Inutile sottolineare che un sistema di ripresa organizzato in questo modo crea di certo non pochi problemi. Come già anticipato in apertura, una minima variazione di inquadratura tra i tre successivi scatti provocherebbe di certo un vistoso "fuori registro" con evidenti e antiestetiche sbavature di colore nei contorni dei dettagli.

L'ostacolo delle tre riprese con i tre filtri si può aggirare più o meno facilmente utilizzando un sistema di prismi ottici e tre sensori CCD singolarmente filtrati (rosso, verde, blu) oppure anteponendo ai singoli pixel di un unico sensore una fitta rete di microfiltri RGB. In questo caso l'immagine "letta" da un sensore CCD realizzato con questa tecnologia è ovviamente a colori anche se questo" plus" viene pagato in termini di risoluzione reale e di nitidezza di immagine. Per ogni punto conosciamo sempre una sola delle tre caratteristiche cromatiche primarie (il rosso, il verde, o il blu) mentre le rimanenti possono essere facilmente interpolate ricorrendo ai pixel situati nell'intorno di quell'area, filtrati secondo le componenti cromati che mancanti.

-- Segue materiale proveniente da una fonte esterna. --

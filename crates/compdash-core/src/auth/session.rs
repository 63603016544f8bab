use std::fmt;

use chrono::{DateTime, Utc};

use crate::models::UserRecord;

/// The access/refresh token pair.
#[derive(Clone, Default, PartialEq, Eq)]
pub struct Credential {
    pub access_token: Option<String>,
    pub refresh_token: Option<String>,
}

// Tokens never reach logs through Debug
impl fmt::Debug for Credential {
    fn fmt(&self, f: &mut fmt::Formatter<'_>) -> fmt::Result {
        fn redact(token: &Option<String>) -> &'static str {
            if token.is_some() {
                "<redacted>"
            } else {
                "<none>"
            }
        }
        f.debug_struct("Credential")
            .field("access_token", &redact(&self.access_token))
            .field("refresh_token", &redact(&self.refresh_token))
            .finish()
    }
}

impl Credential {
    pub fn is_empty(&self) -> bool {
        self.access_token.is_none() && self.refresh_token.is_none()
    }
}

#[derive(Debug, Clone, Copy, PartialEq, Eq)]
pub enum SessionState {
    /// Startup verification has not resolved yet
    Initializing,
    Unauthenticated,
    Authenticated,
}

/// Observable session record.
///
/// `ready` flips to true once, when startup verification resolves, and
/// never reverts. A token without a user only exists while that
/// verification is in flight.
#[derive(Debug, Clone, Default)]
pub struct Session {
    pub user: Option<UserRecord>,
    pub credential: Credential,
    pub ready: bool,
    pub authenticated_at: Option<DateTime<Utc>>,
}

impl Session {
    pub fn is_authenticated(&self) -> bool {
        self.credential.access_token.is_some() && self.user.is_some()
    }

    pub fn state(&self) -> SessionState {
        if !self.ready {
            SessionState::Initializing
        } else if self.is_authenticated() {
            SessionState::Authenticated
        } else {
            SessionState::Unauthenticated
        }
    }

    /// Drop the user and both tokens; readiness is kept
    pub(crate) fn clear(&mut self) {
        self.user = None;
        self.credential = Credential::default();
        self.authenticated_at = None;
    }
}
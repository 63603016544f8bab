//! Application configuration management.
//!
//! The configuration names the API base URL, where tokens are persisted and
//! the per-request timeout. It is stored at `~/.config/compdash/config.json`
//! and two settings may be overridden from the environment:
//!
//! - `COMPDASH_API_BASE_URL`: API base URL
//! - `COMPDASH_TOKEN_STORE`: `keyring`, `file` or `memory`

use std::fmt;
use std::path::PathBuf;
use std::str::FromStr;
use std::sync::Arc;

use anyhow::{Context, Result};
use serde::{Deserialize, Serialize};

use crate::auth::{FileStore, KeyringStore, MemoryStore, TokenStore};

/// Application name used for config/data directory paths and the keychain
const APP_NAME: &str = "compdash";

/// Config file name
const CONFIG_FILE: &str = "config.json";

/// Token file name inside the data directory
const TOKEN_FILE: &str = "tokens.json";

pub const DEFAULT_API_BASE_URL: &str = "http://localhost:5000/api";

/// HTTP request timeout in seconds.
const DEFAULT_REQUEST_TIMEOUT_SECS: u64 = 30;

const BASE_URL_ENV: &str = "COMPDASH_API_BASE_URL";
const TOKEN_STORE_ENV: &str = "COMPDASH_TOKEN_STORE";

/// Where the access and refresh tokens are persisted
#[derive(Debug, Clone, Copy, PartialEq, Eq, Default, Serialize, Deserialize)]
#[serde(rename_all = "lowercase")]
pub enum StorageBackend {
    /// OS keychain
    Keyring,
    /// Owner-only JSON file in the data directory
    #[default]
    File,
    /// Process memory; nothing survives a restart
    Memory,
}

impl FromStr for StorageBackend {
    type Err = anyhow::Error;

    fn from_str(s: &str) -> Result<Self> {
        match s.trim().to_ascii_lowercase().as_str() {
            "keyring" => Ok(Self::Keyring),
            "file" => Ok(Self::File),
            "memory" => Ok(Self::Memory),
            other => Err(anyhow::anyhow!(
                "Unknown token store '{}' (expected keyring, file or memory)",
                other
            )),
        }
    }
}

impl fmt::Display for StorageBackend {
    fn fmt(&self, f: &mut fmt::Formatter<'_>) -> fmt::Result {
        let name = match self {
            Self::Keyring => "keyring",
            Self::File => "file",
            Self::Memory => "memory",
        };
        f.write_str(name)
    }
}

#[derive(Debug, Clone, PartialEq, Eq, Serialize, Deserialize)]
#[serde(default)]
pub struct Config {
    pub api_base_url: String,
    pub storage: StorageBackend,
    pub request_timeout_secs: u64,
}

impl Default for Config {
    fn default() -> Self {
        Self {
            api_base_url: DEFAULT_API_BASE_URL.to_string(),
            storage: StorageBackend::default(),
            request_timeout_secs: DEFAULT_REQUEST_TIMEOUT_SECS,
        }
    }
}

impl Config {
    pub fn load() -> Result<Self> {
        let path = Self::config_path()?;
        if path.exists() {
            let contents = std::fs::read_to_string(&path)
                .with_context(|| format!("Failed to read config from {}", path.display()))?;
            Self::parse(&contents)
        } else {
            Ok(Self::default())
        }
    }

    fn parse(contents: &str) -> Result<Self> {
        let mut config: Self =
            serde_json::from_str(contents).context("Failed to parse config file")?;
        config.api_base_url = config.api_base_url.trim_end_matches('/').to_string();
        Ok(config)
    }

    /// Apply `COMPDASH_*` environment overrides
    pub fn apply_env(self) -> Result<Self> {
        self.with_overrides(
            std::env::var(BASE_URL_ENV).ok(),
            std::env::var(TOKEN_STORE_ENV).ok(),
        )
    }

    /// Apply overrides for the base URL and token store; empty values are ignored
    pub fn with_overrides(
        mut self,
        api_base_url: Option<String>,
        token_store: Option<String>,
    ) -> Result<Self> {
        if let Some(url) = api_base_url.filter(|u| !u.trim().is_empty()) {
            self.api_base_url = url.trim().trim_end_matches('/').to_string();
        }
        if let Some(store) = token_store.filter(|s| !s.trim().is_empty()) {
            self.storage = store.parse()?;
        }
        Ok(self)
    }

    fn config_path() -> Result<PathBuf> {
        let config_dir = dirs::config_dir()
            .ok_or_else(|| anyhow::anyhow!("Could not find config directory"))?;
        Ok(config_dir.join(APP_NAME).join(CONFIG_FILE))
    }

    pub fn token_file_path() -> Result<PathBuf> {
        let data_dir = dirs::data_local_dir()
            .ok_or_else(|| anyhow::anyhow!("Could not find data directory"))?;
        Ok(data_dir.join(APP_NAME).join(TOKEN_FILE))
    }

    /// Open the configured token store
    pub fn open_store(&self) -> Result<Arc<dyn TokenStore>> {
        let store: Arc<dyn TokenStore> = match self.storage {
            StorageBackend::Keyring => Arc::new(KeyringStore::new(APP_NAME)),
            StorageBackend::File => Arc::new(FileStore::new(Self::token_file_path()?)),
            StorageBackend::Memory => Arc::new(MemoryStore::new()),
        };
        Ok(store)
    }
}

#[cfg(test)]
mod tests {
    use super::*;

    #[test]
    fn test_default_config() {
        let config = Config::default();
        assert_eq!(config.api_base_url, "http://localhost:5000/api");
        assert_eq!(config.storage, StorageBackend::File);
        assert_eq!(config.request_timeout_secs, 30);
    }

    #[test]
    fn test_parse_partial_config_fills_defaults() {
        let config = Config::parse(r#"{"api_base_url": "https://dash.example.com/api/"}"#)
            .expect("parse config");
        assert_eq!(config.api_base_url, "https://dash.example.com/api");
        assert_eq!(config.storage, StorageBackend::File);
        assert_eq!(config.request_timeout_secs, 30);

        let config = Config::parse(r#"{"storage": "keyring", "request_timeout_secs": 5}"#)
            .expect("parse config");
        assert_eq!(config.storage, StorageBackend::Keyring);
        assert_eq!(config.request_timeout_secs, 5);
    }

    #[test]
    fn test_parse_rejects_unknown_backend() {
        assert!(Config::parse(r#"{"storage": "cookie"}"#).is_err());
    }

    #[test]
    fn test_overrides() {
        let config = Config::default()
            .with_overrides(
                Some("http://127.0.0.1:8080/api/".to_string()),
                Some("Memory".to_string()),
            )
            .expect("apply overrides");
        assert_eq!(config.api_base_url, "http://127.0.0.1:8080/api");
        assert_eq!(config.storage, StorageBackend::Memory);

        // Empty values leave the file settings alone
        let config = Config::default()
            .with_overrides(Some("  ".to_string()), Some(String::new()))
            .expect("apply overrides");
        assert_eq!(config, Config::default());

        assert!(Config::default()
            .with_overrides(None, Some("cookie".to_string()))
            .is_err());
    }

    #[test]
    fn test_storage_backend_display_roundtrip() {
        for backend in [
            StorageBackend::Keyring,
            StorageBackend::File,
            StorageBackend::Memory,
        ] {
            assert_eq!(backend.to_string().parse::<StorageBackend>().unwrap(), backend);
        }
    }
}
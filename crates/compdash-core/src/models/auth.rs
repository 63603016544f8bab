use serde::{Deserialize, Serialize};
use serde_json::Value;

/// Identity payload returned by the server.
#[derive(Debug, Clone, PartialEq, Serialize, Deserialize)]
#[serde(transparent)]
pub struct UserRecord(Value);

impl UserRecord {
    pub fn new(value: Value) -> Self {
        Self(value)
    }

    /// Username for display, when the server includes one
    pub fn display_name(&self) -> Option<&str> {
        self.0.get("username").and_then(Value::as_str)
    }
}

#[derive(Debug, Serialize)]
pub struct LoginRequest<'a> {
    pub username: &'a str,
    pub password: &'a str,
}

#[derive(Debug, Serialize)]
pub struct RegisterRequest<'a> {
    pub username: &'a str,
    pub password: &'a str,
    pub email: &'a str,
}

/// Body of a successful login or registration.
#[derive(Deserialize)]
pub struct TokenResponse {
    pub access_token: String,
    #[serde(default)]
    pub refresh_token: Option<String>,
    /// `null` and a missing field both land here as `None`
    #[serde(default)]
    pub user: Option<UserRecord>,
}

#[derive(Deserialize)]
pub struct RefreshResponse {
    pub access_token: String,
}

/// Error body. Application routes answer `{"error": ...}`, while the JWT
/// layer in front of them answers `{"msg": ...}`.
#[derive(Debug, Default, Deserialize)]
pub struct ErrorBody {
    #[serde(default)]
    pub error: Option<String>,
    #[serde(default)]
    pub msg: Option<String>,
}

impl ErrorBody {
    pub fn message(self) -> Option<String> {
        self.error.or(self.msg).filter(|m| !m.trim().is_empty())
    }
}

Nella schema a lato sono presi due generici pixel del sensore (A e B) ed è schematizzata una basilare tecnica di interpolazione che tiene conto solo ed esclusivamente dei punti adiacenti. Da segnalare che non è assolutamente casuale il fatto che siano presenti più elementi filtrati in verde rispetto a quelli filtrati in rosso e in blu (i primi sono esattamente il doppio dei secondi e dei terzi) in quanto la regione del verde è quella di maggiore sensibilità per il nostro apparato visivo ed è proprio in quella "zona" dello spettro visibile che riusciamo a riconoscere un numero maggiore di dettagli e di sfumature.

 

Tutt'un bluff?

 

Forti della (poco probabile) scarsa competenza degli utenti (ma sarà poi così vero?), la maggioranza dei costruttori di fotocamere digitali sono" soliti" (che distratti ... ) utilizzare il numero complessivo di pixel dell'unico sensore CCD microfiltrato RGB per indicare la risoluzione a colori dei loro prodotti. In barba, poi, all'adagio "la matematica non è un'opinione" scopriamo che, secondo alcuni costruttori poco chiari, un sensore CCD da poco meno di 500.000 elementi (monocromatici) è in grado di fornire immagini a colori da 800x600 pixel, mentre con i dispositivi cosiddetti "megapixel" si ottengono con la stessa abilità immagini da 1024x1280 pixel. Chiunque abbia un minimo di dimestichezza con il funzionamento di dispositivi di questo tipo è in grado di accorgersi che i conti non tornano (affatto!) essendo necessario "sprecare" ben tre elementi del CCD, differentemente filtrati in RGB, per avere conoscenza cromatica di quella singola porzione d'immagine. Eppure l'immagine c'è, ha esattamente il numero di pixel dichiarato... e l'utente quindi non ha di cosa lamentarsi! Che poi l'immagine appaia poco nitida, con evidenti distorsioni cromatiche, affetta da problemi di ogni tipo e in grado di far imbestialire anche il più tranquillo fotografo poco importa.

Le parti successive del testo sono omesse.